--- Goal of the exercise ---
When a line contains the string "info", it counts once; give the total of such lines in the entries below and nothing else.

(Stored data entries)
***
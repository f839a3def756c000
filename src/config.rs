//! Client configuration using Figment
//!
//! Configuration is loaded from:
//! 1. a TOML file (base configuration, every field optional)
//! 2. Environment variables (prefixed with `TRIGNO_`)
//!
//! Durations are written as humantime strings (`"1s"`, `"15ms"`).
//!
//! # Example
//! ```no_run
//! use trigno_daq::config::ClientConfig;
//!
//! let config = ClientConfig::load_from("config/trigno.toml")?;
//! config.validate()?;
//! println!("Base station: {}", config.connection.address);
//! # Ok::<(), trigno_daq::error::DaqError>(())
//! ```

use crate::error::{AppResult, DaqError};
use figment::{
    providers::{Env, Format, Serialized, Toml},
    Figment,
};
use serde::{Deserialize, Serialize};
use std::path::Path;
use std::time::Duration;

/// Environment variable prefix.
pub const ENV_PREFIX: &str = "TRIGNO_";

/// Top-level client configuration
#[derive(Debug, Clone, Default, PartialEq, Serialize, Deserialize)]
#[serde(default)]
pub struct ClientConfig {
    /// Application settings
    pub application: ApplicationConfig,
    /// Base station endpoints and deadlines
    pub connection: ConnectionConfig,
    /// Acquisition pipeline settings
    pub acquisition: AcquisitionConfig,
}

/// Application-level configuration
#[derive(Debug, Clone, PartialEq, Serialize, Deserialize)]
#[serde(default)]
pub struct ApplicationConfig {
    /// Application name
    pub name: String,
    /// Logging level (trace, debug, info, warn, error)
    pub log_level: String,
}

/// Base station endpoints and deadlines
#[derive(Debug, Clone, PartialEq, Serialize, Deserialize)]
#[serde(default)]
pub struct ConnectionConfig {
    /// Host name or IP address of the base station
    pub address: String,
    /// Command channel port
    pub command_port: u16,
    /// EMG data channel port
    pub emg_port: u16,
    /// Auxiliary data channel port
    pub aux_port: u16,
    /// Deadline for establishing each connection
    #[serde(with = "humantime_serde")]
    pub connect_timeout: Duration,
    /// Deadline for each command round trip
    #[serde(with = "humantime_serde")]
    pub command_timeout: Duration,
    /// Deadline for each binary record read
    #[serde(with = "humantime_serde")]
    pub data_timeout: Duration,
}

/// Acquisition pipeline configuration
#[derive(Debug, Clone, PartialEq, Serialize, Deserialize)]
#[serde(default)]
pub struct AcquisitionConfig {
    /// Idle wait of iterative consumers before they give up
    #[serde(with = "humantime_serde")]
    pub idle: Duration,
    /// Reject recorded frames whose timestamps do not increase
    pub enforce_monotonic: bool,
}

// Default value functions
fn default_name() -> String {
    "trigno-daq".to_string()
}

fn default_log_level() -> String {
    "info".to_string()
}

fn default_address() -> String {
    "localhost".to_string()
}

fn default_command_port() -> u16 {
    50040
}

fn default_emg_port() -> u16 {
    50043
}

fn default_aux_port() -> u16 {
    50044
}

fn default_connect_timeout() -> Duration {
    Duration::from_secs(1)
}

fn default_command_timeout() -> Duration {
    Duration::from_secs(1)
}

fn default_data_timeout() -> Duration {
    Duration::from_millis(15)
}

fn default_idle() -> Duration {
    crate::experiment::DEFAULT_IDLE
}

impl Default for ApplicationConfig {
    fn default() -> Self {
        Self {
            name: default_name(),
            log_level: default_log_level(),
        }
    }
}

impl Default for ConnectionConfig {
    fn default() -> Self {
        Self {
            address: default_address(),
            command_port: default_command_port(),
            emg_port: default_emg_port(),
            aux_port: default_aux_port(),
            connect_timeout: default_connect_timeout(),
            command_timeout: default_command_timeout(),
            data_timeout: default_data_timeout(),
        }
    }
}

impl Default for AcquisitionConfig {
    fn default() -> Self {
        Self {
            idle: default_idle(),
            enforce_monotonic: true,
        }
    }
}

impl ClientConfig {
    /// Load configuration from a TOML file and environment variables
    ///
    /// A missing file is not an error; defaults apply. Environment variables
    /// override the file, e.g. `TRIGNO_CONNECTION_ADDRESS=10.0.0.2`.
    pub fn load_from<P: AsRef<Path>>(path: P) -> AppResult<Self> {
        Self::figment(path).extract().map_err(DaqError::from)
    }

    /// Load configuration from environment variables only
    pub fn from_env() -> AppResult<Self> {
        Figment::from(Serialized::defaults(ClientConfig::default()))
            .merge(Env::prefixed(ENV_PREFIX).map(section_key))
            .extract()
            .map_err(DaqError::from)
    }

    /// Provider chain used by [`ClientConfig::load_from`]
    pub fn figment<P: AsRef<Path>>(path: P) -> Figment {
        Figment::from(Serialized::defaults(ClientConfig::default()))
            .merge(Toml::file(path.as_ref()))
            .merge(Env::prefixed(ENV_PREFIX).map(section_key))
    }

    /// Serialize to TOML
    pub fn to_toml_string(&self) -> AppResult<String> {
        toml::to_string_pretty(self).map_err(|e| DaqError::Configuration(e.to_string()))
    }

    /// Validate configuration after loading
    pub fn validate(&self) -> AppResult<()> {
        // Validate log level
        if crate::logging::parse_log_level(&self.application.log_level).is_none() {
            return Err(DaqError::Configuration(format!(
                "Invalid log_level '{}'. Must be one of: {}",
                self.application.log_level,
                crate::logging::LOG_LEVELS.join(", ")
            )));
        }

        let c = &self.connection;
        if c.address.trim().is_empty() {
            return Err(DaqError::Configuration("Empty base station address".into()));
        }

        // Validate deadlines
        for (name, value) in [
            ("connect_timeout", c.connect_timeout),
            ("command_timeout", c.command_timeout),
            ("data_timeout", c.data_timeout),
        ] {
            if value.is_zero() {
                return Err(DaqError::Configuration(format!("{} must be positive", name)));
            }
        }

        // Validate ports are distinct
        let ports = [c.command_port, c.emg_port, c.aux_port];
        if ports.contains(&0) {
            return Err(DaqError::Configuration("Port 0 is not allowed".into()));
        }
        if ports[0] == ports[1] || ports[0] == ports[2] || ports[1] == ports[2] {
            return Err(DaqError::Configuration(format!(
                "Duplicate ports: command={} emg={} aux={}",
                ports[0], ports[1], ports[2]
            )));
        }

        Ok(())
    }
}

/// Map `CONNECTION_COMMAND_PORT` style keys onto `connection.command_port`.
///
/// Only the first underscore separates the section from the field, so field names
/// keep theirs.
fn section_key(key: &figment::value::UncasedStr) -> figment::value::Uncased<'_> {
    let key = key.as_str().to_ascii_lowercase();
    match key.split_once('_') {
        Some((section, field)) => format!("{}.{}", section, field).into(),
        None => key.into(),
    }
}

#[cfg(test)]
mod tests {
    use super::*;
    use serial_test::serial;
    use std::io::Write;

    #[test]
    fn test_defaults_match_base_station_ports() {
        let config = ClientConfig::default();
        assert_eq!(config.connection.command_port, 50040);
        assert_eq!(config.connection.emg_port, 50043);
        assert_eq!(config.connection.aux_port, 50044);
        assert_eq!(config.connection.data_timeout, Duration::from_millis(15));
        assert_eq!(config.acquisition.idle, Duration::from_secs(2));
        assert!(config.validate().is_ok());
    }

    #[test]
    #[serial]
    fn test_load_from_file() {
        let mut file = tempfile::NamedTempFile::new().unwrap();
        writeln!(
            file,
            r#"
[connection]
address = "10.0.0.2"
data_timeout = "20ms"

[acquisition]
idle = "500ms"
"#
        )
        .unwrap();

        let config = ClientConfig::load_from(file.path()).unwrap();
        assert_eq!(config.connection.address, "10.0.0.2");
        assert_eq!(config.connection.data_timeout, Duration::from_millis(20));
        assert_eq!(config.connection.command_port, 50040);
        assert_eq!(config.acquisition.idle, Duration::from_millis(500));
    }

    #[test]
    #[serial]
    fn test_env_overrides_file() {
        figment::Jail::expect_with(|jail| {
            jail.create_file("trigno.toml", "[connection]\naddress = \"file-host\"\n")?;
            jail.set_env("TRIGNO_CONNECTION_ADDRESS", "env-host");
            jail.set_env("TRIGNO_CONNECTION_COMMAND_PORT", "6000");
            let config = ClientConfig::load_from("trigno.toml").map_err(|e| e.to_string())?;
            assert_eq!(config.connection.address, "env-host");
            assert_eq!(config.connection.command_port, 6000);
            Ok(())
        });
    }

    #[test]
    fn test_validation_rejects_bad_values() {
        let mut config = ClientConfig::default();
        config.application.log_level = "loud".into();
        assert!(config.validate().is_err());

        let mut config = ClientConfig::default();
        config.connection.aux_port = config.connection.emg_port;
        assert!(config.validate().is_err());

        let mut config = ClientConfig::default();
        config.connection.command_timeout = Duration::ZERO;
        assert!(config.validate().is_err());
    }

    #[test]
    fn test_toml_round_trip() {
        let config = ClientConfig::default();
        let text = config.to_toml_string().unwrap();
        assert!(text.contains("data_timeout = \"15ms\""));
        let parsed: ClientConfig = toml::from_str(&text).unwrap();
        assert_eq!(parsed, config);
    }
}
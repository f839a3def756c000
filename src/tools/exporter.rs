//! CSV export of stamped frame sequences.
//!
//! One row per frame. The header names the columns:
//!
//! ```text
//! Time,1:sensor1[0],2:emg left[0],2:emg left[1]
//! 0,0.25,-1.5,3
//! ```
//!
//! Every sensor column is `id:label[channel]`, so [`load_csv`] can rebuild the frames.
//! The header follows the layout of the first exported frame; later frames must carry
//! the same sensors.

use crate::data::{Frame, Range, Sample, SensorId, Sequence, StampedFrame, Value};
use crate::error::{AppResult, DaqError};
use crate::experiment::Processor;
use std::fs::File;
use std::io::Write;
use std::path::Path;

const TIME_COLUMN: &str = "Time";

/// Column name of one channel of a sensor.
pub fn column_name(id: SensorId, label: &str, channel: usize) -> String {
    format!("{}:{}[{}]", id, label, channel)
}

/// Header row for frames shaped like `frame`.
pub fn header(frame: &Frame) -> Vec<String> {
    let mut columns = vec![TIME_COLUMN.to_string()];
    for entry in frame {
        for channel in 0..entry.sample.len() {
            columns.push(column_name(entry.sample.id(), &entry.label, channel));
        }
    }
    columns
}

/// CSV writer of stamped frames, usable as an iterative [`Processor`].
///
/// [`Exporter::write_frame`] writes every frame it is given. As a processor it keeps
/// track of the source positions already written, so overlapping windows export each
/// frame once; discarding from the front of the source while exporting shifts those
/// positions. In consume mode every processed window is erased from its source after
/// it is written; pair it with [`Advance::Consume`](crate::experiment::Advance::Consume).
#[derive(Debug)]
pub struct Exporter<W: Write> {
    writer: csv::Writer<W>,
    columns: Option<usize>,
    written: usize,
    consume: bool,
    rows: usize,
}

impl Exporter<File> {
    /// Exporter writing to a new file at `path`.
    pub fn create(path: impl AsRef<Path>) -> AppResult<Self> {
        let path = path.as_ref();
        tracing::info!(path = %path.display(), "Exporting to CSV");
        Ok(Self::from_writer(File::create(path)?))
    }
}

impl<W: Write> Exporter<W> {
    /// Exporter writing to `writer`.
    pub fn from_writer(writer: W) -> Self {
        Self {
            writer: csv::Writer::from_writer(writer),
            columns: None,
            written: 0,
            consume: false,
            rows: 0,
        }
    }

    /// Erase every processed window from its source.
    pub fn consuming(mut self) -> Self {
        self.consume = true;
        self
    }

    /// Rows written so far, header excluded.
    pub fn rows(&self) -> usize {
        self.rows
    }

    /// Write one frame, emitting the header first if needed.
    pub fn write_frame(&mut self, frame: &StampedFrame) -> AppResult<()> {
        let columns = match self.columns {
            Some(columns) => columns,
            None => {
                let header = header(&frame.value);
                self.writer.write_record(&header)?;
                self.columns = Some(header.len());
                header.len()
            }
        };
        let mut record = Vec::with_capacity(columns);
        record.push(frame.timestamp.to_string());
        record.extend(frame.value.iter().flat_map(|e| e.sample.iter().map(Value::to_string)));
        if record.len() != columns {
            return Err(DaqError::Layout(format!(
                "frame at t={} has {} columns, header has {}",
                frame.timestamp,
                record.len(),
                columns
            )));
        }
        self.writer.write_record(&record)?;
        self.rows += 1;
        Ok(())
    }

    /// Write every frame of `sequence`.
    pub fn write_sequence(&mut self, sequence: &Sequence) -> AppResult<()> {
        for frame in sequence {
            self.write_frame(frame)?;
        }
        self.flush()
    }

    /// Flush buffered rows to the underlying writer.
    pub fn flush(&mut self) -> AppResult<()> {
        self.writer.flush()?;
        Ok(())
    }

    /// Flush and return the underlying writer.
    pub fn into_inner(self) -> AppResult<W> {
        self.writer
            .into_inner()
            .map_err(|e| DaqError::Io(e.into_error()))
    }
}

impl<W: Write + Send + 'static> Processor for Exporter<W> {
    fn process(&mut self, range: &Range) -> AppResult<()> {
        range.read(|window| -> AppResult<()> {
            let skip = if self.consume {
                0
            } else {
                self.written.saturating_sub(window.start())
            };
            for frame in window.iter().skip(skip) {
                self.write_frame(frame)?;
            }
            if !self.consume {
                self.written = self.written.max(window.start() + window.len());
            }
            Ok(())
        })?;
        if self.consume {
            // Taken after the read lock is released.
            range.erase();
        }
        Ok(())
    }

    fn end(&mut self, _range: &Range) -> AppResult<()> {
        tracing::debug!(rows = self.rows, "CSV export finished");
        self.flush()
    }
}

/// Write `sequence` to a new CSV file at `path`.
pub fn save_csv(sequence: &Sequence, path: impl AsRef<Path>) -> AppResult<()> {
    Exporter::create(path)?.write_sequence(sequence)
}

/// Read a CSV file written by [`Exporter`] back into a sequence.
pub fn load_csv(path: impl AsRef<Path>) -> AppResult<Sequence> {
    let mut reader = csv::Reader::from_path(path)?;
    let columns = parse_header(reader.headers()?)?;
    let mut sequence = Sequence::new();
    for record in reader.records() {
        let record = record?;
        let mut fields = record.iter();
        let timestamp = parse_number::<f64>(fields.next())?;
        let mut frame = Frame::new();
        let mut values = Vec::new();
        for (i, column) in columns.iter().enumerate() {
            values.push(parse_number::<Value>(fields.next())?);
            let closes = columns
                .get(i + 1)
                .map_or(true, |next| next.id != column.id || next.channel == 0);
            if closes {
                let sample = Sample::new(column.id, std::mem::take(&mut values));
                frame.push(column.label.clone(), sample);
            }
        }
        sequence.append_frame(timestamp, frame, false, false)?;
    }
    Ok(sequence)
}

#[derive(Debug)]
struct Column {
    id: SensorId,
    label: String,
    channel: usize,
}

fn parse_header(header: &csv::StringRecord) -> AppResult<Vec<Column>> {
    let mut fields = header.iter();
    if fields.next() != Some(TIME_COLUMN) {
        return Err(DaqError::Layout(format!(
            "CSV header must start with '{}'",
            TIME_COLUMN
        )));
    }
    fields.map(parse_column).collect()
}

fn parse_column(name: &str) -> AppResult<Column> {
    let invalid = || DaqError::Layout(format!("invalid CSV column '{}'", name));
    let (id, rest) = name.split_once(':').ok_or_else(invalid)?;
    let (label, channel) = rest
        .strip_suffix(']')
        .and_then(|r| r.rsplit_once('['))
        .ok_or_else(invalid)?;
    let id = id
        .parse::<u8>()
        .ok()
        .and_then(SensorId::new)
        .ok_or_else(invalid)?;
    let channel = channel.parse().map_err(|_| invalid())?;
    Ok(Column {
        id,
        label: label.to_string(),
        channel,
    })
}

fn parse_number<T: std::str::FromStr>(field: Option<&str>) -> AppResult<T> {
    let field =
        field.ok_or_else(|| DaqError::Layout("CSV row is shorter than its header".into()))?;
    field
        .trim()
        .parse()
        .map_err(|_| DaqError::Layout(format!("invalid CSV number '{}'", field)))
}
***
--- Result of the exercise ---
3